Она готовилась к сдаче кандидатского минимума по марксистско-ленинской философии. Этот ненужный никому, кроме партработников, предмет почему-то сдавали все студенты и аспиранты. Обложившись учебниками по марксизму-ленинизму, она сидела за столом в библиотеке и конспектировала не вмещающиеся в голове талмуды. На соседа, искоса на нее поглядывавшего, не обращала никакого внимания, торопилась до пяти вечера по диагонали перечитать кучу этой занудной макулатуры.
Взглянув на часы, она стала складывать книжки, вслед за ней деловито засобирался и сосед.
В гардеробе он ловко перехватил и галантно подал ей пальто и, помогая ей одеться, представился:
– Меня зовут Юра. А вас?
– Галина, – ответила она сухо, не глядя на него и не желая продолжать разговор.
– Вы позволите вас проводить?
Галина внимательно посмотрела в его серые улыбчивые глаза. Лицо было простодушное, доброе и, пожалуй, симпатичное, несмотря на чуть вздернутый нос и растрепанную шевелюру.
– Я должна зайти в ясли за сыном, а потом домой, в общежитие, – сказала она четко, чтобы у человека не было никаких иллюзий.
Похоже, это его не смутило. Он только уточнил на всякий случай:
– А муж?..
– Я не замужем, – перебила его Галина. – Мы расстались.
Вот теперь все было ясно. Юра повеселел.
– В таком случае вы позволите вместе с вами зайти за вашим сыном в ясли и проводить вас обоих домой в общежитие? – спросил он, нарочито подчеркивая, что усвоил все обстоятельства ее жизни и со всеми согласен.
– Нет, – сказала она. – Не нужно.
– Но… – начал он.
Но Галина уже оделась.
– Всего доброго, – сказала она и пошла к выходу.
– Подождите! – Он ринулся вслед за ней, застегивая на ходу куртку. – Подождите, – догнал он ее у выхода, открывая перед ней дверь. – Вы завтра придете?
– Не знаю, – сказала она. – Если ничего не случится. До свиданья.
– Я буду вас ждать! – крикнул вдогонку ей Юра, но она уже ушла не оборачиваясь.
На следующий день Юра с утра дежурил в библиотеке. Она не приходила. И на третий день тоже. Юра заволновался. Вдруг его осенило. Он вернулся в библиотечный зал, где выдавали учебники по марксизму-ленинизму и где они сидели рядом два дня назад, и подошел к дежурной библиотекарше.
– Мне нужно найти одного человека… он, то есть она, девушка, брала у вас позавчера книги по диамату… Вы не посмотрите ее карточку?

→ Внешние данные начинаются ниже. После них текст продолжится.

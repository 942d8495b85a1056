//! Application bootstrap and dependency wiring.
//!
//! This module contains the composition root - the single place where all
//! services are instantiated and wired together. This pattern provides:
//!
//! - **Clarity**: All dependency relationships are visible in one place
//! - **Testability**: Easy to swap implementations for testing
//! - **Maintainability**: Service creation logic is isolated from usage

use std::sync::Arc;

use tokio_util::sync::CancellationToken;

use crate::api::WsConnectionManager;
use crate::config::{Config, ProviderKind};
use crate::error::{AspError, AspResult};
use crate::events::BroadcastEventBridge;
use crate::pipeline::{ConversationPipeline, PipelineConfig};
use crate::protocol_constants::EVENT_CHANNEL_CAPACITY;
use crate::providers::reference::{EchoSpeechToText, ScriptedLanguageModel, ToneTextToSpeech};
use crate::providers::{LanguageModel, SpeechToText, TextToSpeech};

/// Container for all bootstrapped services.
///
/// This struct holds all the wired services created during bootstrap.
/// It's consumed by [`crate::api::AppState`] to build the final application
/// state.
#[derive(Clone)]
pub struct BootstrappedServices {
    /// Listen port from configuration.
    pub listen_port: u16,
    /// The wired conversation pipeline (STT -> LLM -> TTS).
    pub pipeline: Arc<ConversationPipeline>,
    /// Event bridge for emitting events to WebSocket and optional external consumers.
    /// `event_bridge.subscribe()` is the one broadcast channel every domain
    /// event (session/response/vad/backpressure) is published to.
    pub event_bridge: Arc<BroadcastEventBridge>,
    /// Manages WebSocket connections.
    pub ws_manager: Arc<WsConnectionManager>,
    /// Cancellation token for graceful shutdown of every session.
    pub cancel_token: CancellationToken,
}

impl BootstrappedServices {
    /// Initiates graceful shutdown of all services: cancels every
    /// in-flight session and force-closes any lingering WebSocket
    /// connections.
    pub async fn shutdown(&self) {
        log::info!("[Bootstrap] Beginning graceful shutdown...");
        self.cancel_token.cancel();
        let closed = self.ws_manager.close_all();
        log::info!("[Bootstrap] Force-closed {closed} connection(s)");
        log::info!("[Bootstrap] Shutdown complete");
    }
}

fn build_providers(
    config: &Config,
) -> AspResult<(Arc<dyn SpeechToText>, Arc<dyn LanguageModel>, Arc<dyn TextToSpeech>)> {
    match config.providers.kind {
        ProviderKind::Reference => Ok((
            Arc::new(EchoSpeechToText),
            Arc::new(ScriptedLanguageModel::new()),
            Arc::new(ToneTextToSpeech::new()),
        )),
    }
}

/// Bootstraps all application services with their dependencies.
///
/// This is the composition root where all services are instantiated and
/// wired together. The wiring order matters - services are created in
/// dependency order:
///
/// 1. Shared infrastructure (event bridge, cancellation token)
/// 2. Connection tracking (WebSocket connection manager)
/// 3. Provider adapters (STT/LLM/TTS, per `config.providers`)
/// 4. Conversation pipeline (depends on providers and pipeline tunables)
///
/// # Errors
///
/// Returns an error if `config` fails validation or an unknown provider kind
/// is configured.
pub fn bootstrap_services(config: &Config) -> AspResult<BootstrappedServices> {
    config.validate()?;

    let event_bridge = Arc::new(BroadcastEventBridge::new(EVENT_CHANNEL_CAPACITY));

    let cancel_token = CancellationToken::new();
    let ws_manager = Arc::new(WsConnectionManager::new());

    let (stt, llm, tts) = build_providers(config)
        .map_err(|e| AspError::Configuration(format!("failed to build providers: {e}")))?;

    let pipeline = Arc::new(ConversationPipeline::new(
        stt,
        llm,
        tts,
        PipelineConfig::from(config.pipeline),
    ));

    Ok(BootstrappedServices {
        listen_port: config.listen_port,
        pipeline,
        event_bridge,
        ws_manager,
        cancel_token,
    })
}

#[cfg(test)]
mod tests {
    use super::*;

    #[test]
    fn bootstrap_wires_a_usable_pipeline() {
        let config = Config::default();
        let services = bootstrap_services(&config).unwrap();
        assert_eq!(services.listen_port, config.listen_port);
    }

    #[test]
    fn bootstrap_rejects_invalid_config() {
        let mut config = Config::default();
        config.pipeline.tx_low_watermark = config.pipeline.tx_high_watermark + 1;
        assert!(bootstrap_services(&config).is_err());
    }
}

– Чью? – спросила молодая очкастая библиотекарша.
– Девушки, – покорно произнес Юра.
– Фамилия? – Очки смотрели строго и, казалось, недоброжелательно.
– Галина! – выпалил Юра и осекся.
– А фамилия? – еще раз ядовито спросила очкастая.
Он повернулся и вышел из зала, называя себя идиотом за то, что не спросил у нее фамилии и теперь все пропало.
На четвертый день она появилась. Осунувшаяся, бледная, с синими кругами под глазами.
– Вы заболели? – бросился к ней Юра у самых дверей, внизу, при входе.
– Нет, – ответила она. – Сын.
– Слава Богу! – облегченно вздохнул Юра. И на недоуменно вскинутые брови поспешно объяснил: – Да нет, что вы, я не в том смысле, что сын, я… просто испугался… что больше вас не увижу, вот. Понимаете?